Durante la reciente campaña electoral argentina, distintas fuerzas políticas propusieron implicar nuevamente a las Fuerzas Armadas en tareas de seguridad interior, lo que fue prohibido por las sucesivas leyes de Defensa Nacional, de 1988; de Seguridad Interior, de 1992, y de Inteligencia Nacional, de 2001, sancionadas por acuerdo multipartidario durante tres diferentes gobiernos, y reglamentadas en 2006 por un cuarto presidente. Este cambio provoca resistencia incluso dentro de las Fuerzas Armadas, dado que su organización, armamento y doctrina son por completo diferentes a los de las fuerzas policiales.

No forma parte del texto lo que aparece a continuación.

//! In-memory TIFF builders shared by the integration tests.
//!
//! Tests construct whole containers byte by byte instead of shipping binary
//! fixtures: a builder lays out the header, a segment data region, the
//! directory chain and an out-of-line value heap, then hands back the
//! finished channel.

#![allow(dead_code)]

use std::io::Cursor;

use tiffstack::tags::Tag;

/// Container flavor to emit.
#[derive(Clone, Copy, PartialEq, Eq)]
pub enum Kind {
    ClassicLe,
    ClassicBe,
    BigLe,
    BigBe,
    /// Classic little-endian records with 8-byte directory pointers.
    Ndpi,
}

impl Kind {
    fn le(self) -> bool {
        !matches!(self, Kind::ClassicBe | Kind::BigBe)
    }

    fn big(self) -> bool {
        matches!(self, Kind::BigLe | Kind::BigBe)
    }

    fn header_len(self) -> u64 {
        match self {
            Kind::ClassicLe | Kind::ClassicBe => 8,
            Kind::Ndpi => 12,
            Kind::BigLe | Kind::BigBe => 16,
        }
    }

    fn ptr_bytes(self) -> u64 {
        match self {
            Kind::ClassicLe | Kind::ClassicBe => 4,
            Kind::Ndpi | Kind::BigLe | Kind::BigBe => 8,
        }
    }

    fn count_bytes(self) -> u64 {
        if self.big() {
            8
        } else {
            2
        }
    }

    fn record_bytes(self) -> u64 {
        if self.big() {
            20
        } else {
            12
        }
    }

    fn inline_capacity(self) -> usize {
        if self.big() {
            8
        } else {
            4
        }
    }
}

/// Where a next-directory pointer (or the header's first pointer) leads.
#[derive(Clone, Copy)]
pub enum Link {
    /// The following directory in insertion order, or the terminator for
    /// the last one.
    Auto,
    /// The zero terminator.
    End,
    /// The directory at the given builder index.
    Dir(usize),
    /// A verbatim offset, valid or not.
    Raw(u64),
}

struct RawTag {
    code: u16,
    kind: u16,
    count: u64,
    /// Value bytes, already in the file's byte order.
    data: Vec<u8>,
    /// Verbatim value-or-offset field, overriding the derived one.
    field: Option<Vec<u8>>,
}

/// One directory under construction.
pub struct Dir {
    le: bool,
    entries: Vec<RawTag>,
    next: Link,
    count_override: Option<u64>,
}

impl Dir {
    fn push(&mut self, code: u16, kind: u16, count: u64, data: Vec<u8>) -> &mut Self {
        self.entries.push(RawTag {
            code,
            kind,
            count,
            data,
            field: None,
        });
        self
    }

    fn u16s(&self, values: &[u16]) -> Vec<u8> {
        values
            .iter()
            .flat_map(|&v| if self.le { v.to_le_bytes() } else { v.to_be_bytes() })
            .collect()
    }

    fn u32s(&self, values: &[u32]) -> Vec<u8> {
        values
            .iter()
            .flat_map(|&v| if self.le { v.to_le_bytes() } else { v.to_be_bytes() })
            .collect()
    }

    fn u64s(&self, values: &[u64]) -> Vec<u8> {
        values
            .iter()
            .flat_map(|&v| if self.le { v.to_le_bytes() } else { v.to_be_bytes() })
            .collect()
    }

    pub fn short(&mut self, tag: Tag, value: u16) -> &mut Self {
        let data = self.u16s(&[value]);
        self.push(tag.to_u16(), 3, 1, data)
    }

    pub fn shorts(&mut self, tag: Tag, values: &[u16]) -> &mut Self {
        let data = self.u16s(values);
        self.push(tag.to_u16(), 3, values.len() as u64, data)
    }

    pub fn long(&mut self, tag: Tag, value: u32) -> &mut Self {
        let data = self.u32s(&[value]);
        self.push(tag.to_u16(), 4, 1, data)
    }

    pub fn longs(&mut self, tag: Tag, values: &[u32]) -> &mut Self {
        let data = self.u32s(values);
        self.push(tag.to_u16(), 4, values.len() as u64, data)
    }

    pub fn long8s(&mut self, tag: Tag, values: &[u64]) -> &mut Self {
        let data = self.u64s(values);
        self.push(tag.to_u16(), 16, values.len() as u64, data)
    }

    pub fn slong8(&mut self, tag: Tag, value: i64) -> &mut Self {
        let data = self.u64s(&[value as u64]);
        self.push(tag.to_u16(), 17, 1, data)
    }

    pub fn ifd8s(&mut self, tag: Tag, values: &[u64]) -> &mut Self {
        let data = self.u64s(values);
        self.push(tag.to_u16(), 18, values.len() as u64, data)
    }

    /// ASCII value with the trailing null included in the count.
    pub fn ascii(&mut self, tag: Tag, text: &str) -> &mut Self {
        let mut data = text.as_bytes().to_vec();
        data.push(0);
        let count = data.len() as u64;
        self.push(tag.to_u16(), 2, count, data)
    }

    pub fn rational(&mut self, tag: Tag, numerator: u32, denominator: u32) -> &mut Self {
        let data = self.u32s(&[numerator, denominator]);
        self.push(tag.to_u16(), 5, 1, data)
    }

    pub fn bytes(&mut self, tag: Tag, values: &[u8]) -> &mut Self {
        self.push(tag.to_u16(), 7, values.len() as u64, values.to_vec())
    }

    /// Any code, wire type and pre-encoded value bytes.
    pub fn raw(&mut self, code: u16, kind: u16, count: u64, data: Vec<u8>) -> &mut Self {
        self.push(code, kind, count, data)
    }

    /// Any code and wire type with a verbatim value-or-offset field. The
    /// builder neither validates nor relocates it.
    pub fn raw_field(&mut self, code: u16, kind: u16, count: u64, field: Vec<u8>) -> &mut Self {
        self.entries.push(RawTag {
            code,
            kind,
            count,
            data: Vec::new(),
            field: Some(field),
        });
        self
    }

    /// Override where this directory's next pointer leads.
    pub fn link(&mut self, next: Link) -> &mut Self {
        self.next = next;
        self
    }

    /// Write this record count into the file instead of the real one.
    pub fn declare_count(&mut self, count: u64) -> &mut Self {
        self.count_override = Some(count);
        self
    }
}

/// Accumulates blobs and directories, then serializes the container.
pub struct Builder {
    kind: Kind,
    blobs: Vec<u8>,
    dirs: Vec<Dir>,
    first: Link,
}

impl Builder {
    pub fn new(kind: Kind) -> Builder {
        Builder {
            kind,
            blobs: Vec::new(),
            dirs: Vec::new(),
            first: Link::Auto,
        }
    }

    /// Append raw bytes (typically segment data) and return their absolute
    /// offset. Blobs land directly behind the header, before any directory,
    /// so the offset is final at the time of the call.
    pub fn add_blob(&mut self, bytes: &[u8]) -> u64 {
        let offset = self.kind.header_len() + self.blobs.len() as u64;
        self.blobs.extend_from_slice(bytes);
        offset
    }

    /// Append a directory and return it for tag insertion. Directories are
    /// chained in insertion order unless a link override says otherwise.
    pub fn dir(&mut self) -> &mut Dir {
        self.dirs.push(Dir {
            le: self.kind.le(),
            entries: Vec::new(),
            next: Link::Auto,
            count_override: None,
        });
        self.dirs.last_mut().unwrap()
    }

    /// Override where the header's first-directory pointer leads.
    pub fn first_link(&mut self, link: Link) {
        self.first = link;
    }

    /// Directories added so far, for late adjustments.
    pub fn dirs_mut(&mut self) -> &mut [Dir] {
        &mut self.dirs
    }

    pub fn build(self) -> Vec<u8> {
        let kind = self.kind;
        let le = kind.le();

        // Directory offsets, then the value heap behind the last directory.
        let mut dir_offsets = Vec::with_capacity(self.dirs.len());
        let mut at = kind.header_len() + self.blobs.len() as u64;
        for dir in &self.dirs {
            dir_offsets.push(at);
            at += kind.count_bytes()
                + dir.entries.len() as u64 * kind.record_bytes()
                + kind.ptr_bytes();
        }
        let heap_base = at;
        let mut heap: Vec<u8> = Vec::new();

        let resolve = |link: Link, from: Option<usize>| -> u64 {
            match link {
                Link::Auto => match from {
                    Some(i) if i + 1 < dir_offsets.len() => dir_offsets[i + 1],
                    Some(_) => 0,
                    None => dir_offsets.first().copied().unwrap_or(0),
                },
                Link::End => 0,
                Link::Dir(i) => dir_offsets[i],
                Link::Raw(offset) => offset,
            }
        };

        let mut out = Vec::new();
        out.extend_from_slice(if le { b"II" } else { b"MM" });
        if kind.big() {
            put_u16(&mut out, le, 43);
            put_u16(&mut out, le, 8);
            put_u16(&mut out, le, 0);
        } else {
            put_u16(&mut out, le, 42);
        }
        put_ptr(&mut out, le, kind.ptr_bytes(), resolve(self.first, None));

        out.extend_from_slice(&self.blobs);

        for (index, dir) in self.dirs.iter().enumerate() {
            debug_assert_eq!(out.len() as u64, dir_offsets[index]);
            let declared = dir.count_override.unwrap_or(dir.entries.len() as u64);
            if kind.big() {
                put_u64(&mut out, le, declared);
            } else {
                put_u16(&mut out, le, declared as u16);
            }
            for entry in &dir.entries {
                put_u16(&mut out, le, entry.code);
                put_u16(&mut out, le, entry.kind);
                if kind.big() {
                    put_u64(&mut out, le, entry.count);
                } else {
                    put_u32(&mut out, le, entry.count as u32);
                }
                let capacity = kind.inline_capacity();
                let mut field = vec![0u8; capacity];
                if let Some(verbatim) = &entry.field {
                    let n = verbatim.len().min(capacity);
                    field[..n].copy_from_slice(&verbatim[..n]);
                } else if entry.data.len() <= capacity {
                    field[..entry.data.len()].copy_from_slice(&entry.data);
                } else {
                    let offset = heap_base + heap.len() as u64;
                    heap.extend_from_slice(&entry.data);
                    field.clear();
                    if capacity == 8 {
                        put_u64(&mut field, le, offset);
                    } else {
                        put_u32(&mut field, le, offset as u32);
                    }
                }
                out.extend_from_slice(&field);
            }
            put_ptr(&mut out, le, kind.ptr_bytes(), resolve(dir.next, Some(index)));
        }

        out.extend_from_slice(&heap);
        out
    }

    pub fn channel(self) -> Cursor<Vec<u8>> {
        Cursor::new(self.build())
    }
}

fn put_u16(out: &mut Vec<u8>, le: bool, v: u16) {
    out.extend_from_slice(&if le { v.to_le_bytes() } else { v.to_be_bytes() });
}

fn put_u32(out: &mut Vec<u8>, le: bool, v: u32) {
    out.extend_from_slice(&if le { v.to_le_bytes() } else { v.to_be_bytes() });
}

fn put_u64(out: &mut Vec<u8>, le: bool, v: u64) {
    out.extend_from_slice(&if le { v.to_le_bytes() } else { v.to_be_bytes() });
}

fn put_ptr(out: &mut Vec<u8>, le: bool, bytes: u64, v: u64) {
    if bytes == 8 {
        put_u64(out, le, v);
    } else {
        put_u32(out, le, v as u32);
    }
}

/// PackBits-encode `data` as plain literal runs.
pub fn packbits_literal(data: &[u8]) -> Vec<u8> {
    let mut out = Vec::new();
    for chunk in data.chunks(128) {
        out.push((chunk.len() - 1) as u8);
        out.extend_from_slice(chunk);
    }
    out
}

La mayoría de esas propuestas contemplan apostar tropas militares en las zonas fronterizas por las que se afirma que ingresan los narcóticos de consumo prohibido por las autoridades sanitarias. El derrotado candidato presidencial Sergio Massa, cuya tercera fuerza no pasó de la primera ronda electoral, también clamó que ese despliegue alcanzara a los barrios pobres de las grandes ciudades. Además legisladores de diferentes partidos presentaron proyectos de ley que permitiría derribar aeronaves sospechosas de transportar sustancias ilegales. Todos esos proyectos contemplan el uso de armas de guerra contra esos aviones, ante la mera sospecha de que a bordo pudiera haber personas que intentaran cometer un delito. Esto equivale a una condena a muerte sin juicio, con absoluto desprecio por el derecho a la vida y la presunción de inocencia y también viola el derecho internacional que prohíbe atacar aviones civiles que no constituyan una amenaza armada. Leyes de este tipo ya han sido sancionadas en Brasil, Bolivia, Colombia, Chile, Honduras, Perú, Paraguay, Uruguay y Venezuela. Uruguay es el único de esos países que anunció la decisión de no derribar aviones sospechosos. El resto se ha jactado de haber destruido, inutilizado, neutralizado o derribado aeronaves, pero no hay datos disponibles sobre el número de muertos y/o heridos en esas operaciones. La única excepción ocurrió en Perú en 2001, cuando fue derribado un avión, lo cual causó la muerte de una familia de misionarios estadounidenses, con un bebé de siete meses. Como consecuencia, ese programa impulsado igual que el de Colombia por el Comando Sur de las Fuerzas Armadas estadounidenses fue suspendido durante varios años. Recién se reinició la década siguiente, mediante una nueva ley promulgada por el dictador civil Alberto Fujimori.
Asesinatos selectivos
Según el informe 2010 del entonces Relator Especial del Consejo de Derechos Humanos de las Naciones Unidas, Philip Alston, los asesinatos selectivos constituyen una licencia para matar, definida en forma imprecisa.
Sus efectos prácticos son la imposición de la muerte a presuntos terroristas, con desprecio por su derecho a la vida y un juicio justo. Según el actual Relator, Christof Heyns, desde noviembre de 2002 hasta febrero de 2014 por lo menos 2.835 personas murieron en Paquistán, Yemen y Somalia por ataques con drones. Distintas investigaciones periodísticas y de organizaciones defensoras de los derechos humanos han establecido que un alto número de víctimas eran civiles dedicados a actividades normales de su vida cotidiana, como compras en mercados, internación en hospitales o fiestas familiares. Estados Unidos es el país que más usa los asesinatos selectivos y hay evidencias de que los ha cometido en Afghanistán, Irak, Libia, Paquistán, Somalia y Yemen. Desde que Barack Obama asumió el gobierno su país ha realizado por lo menos 400 ataques con drones, que causaron la muerte a más de 2.600 personas. El gobierno no confirma el número de operaciones ni de muertes, y sólo en contados casos lo máximo que el gobierno y/o las fuerzas militares estadounidenses han hecho es reconocer el error y pedir disculpas. Demasiado tarde. La Comisión debe redoblar sus esfuerzos para que la pena de muerte sea abolida en los países que aún no lo han hecho, pero su plan de acción también debe tomar en cuenta estas formas no por sinuosas menos terribles de aplicación del castigo capital.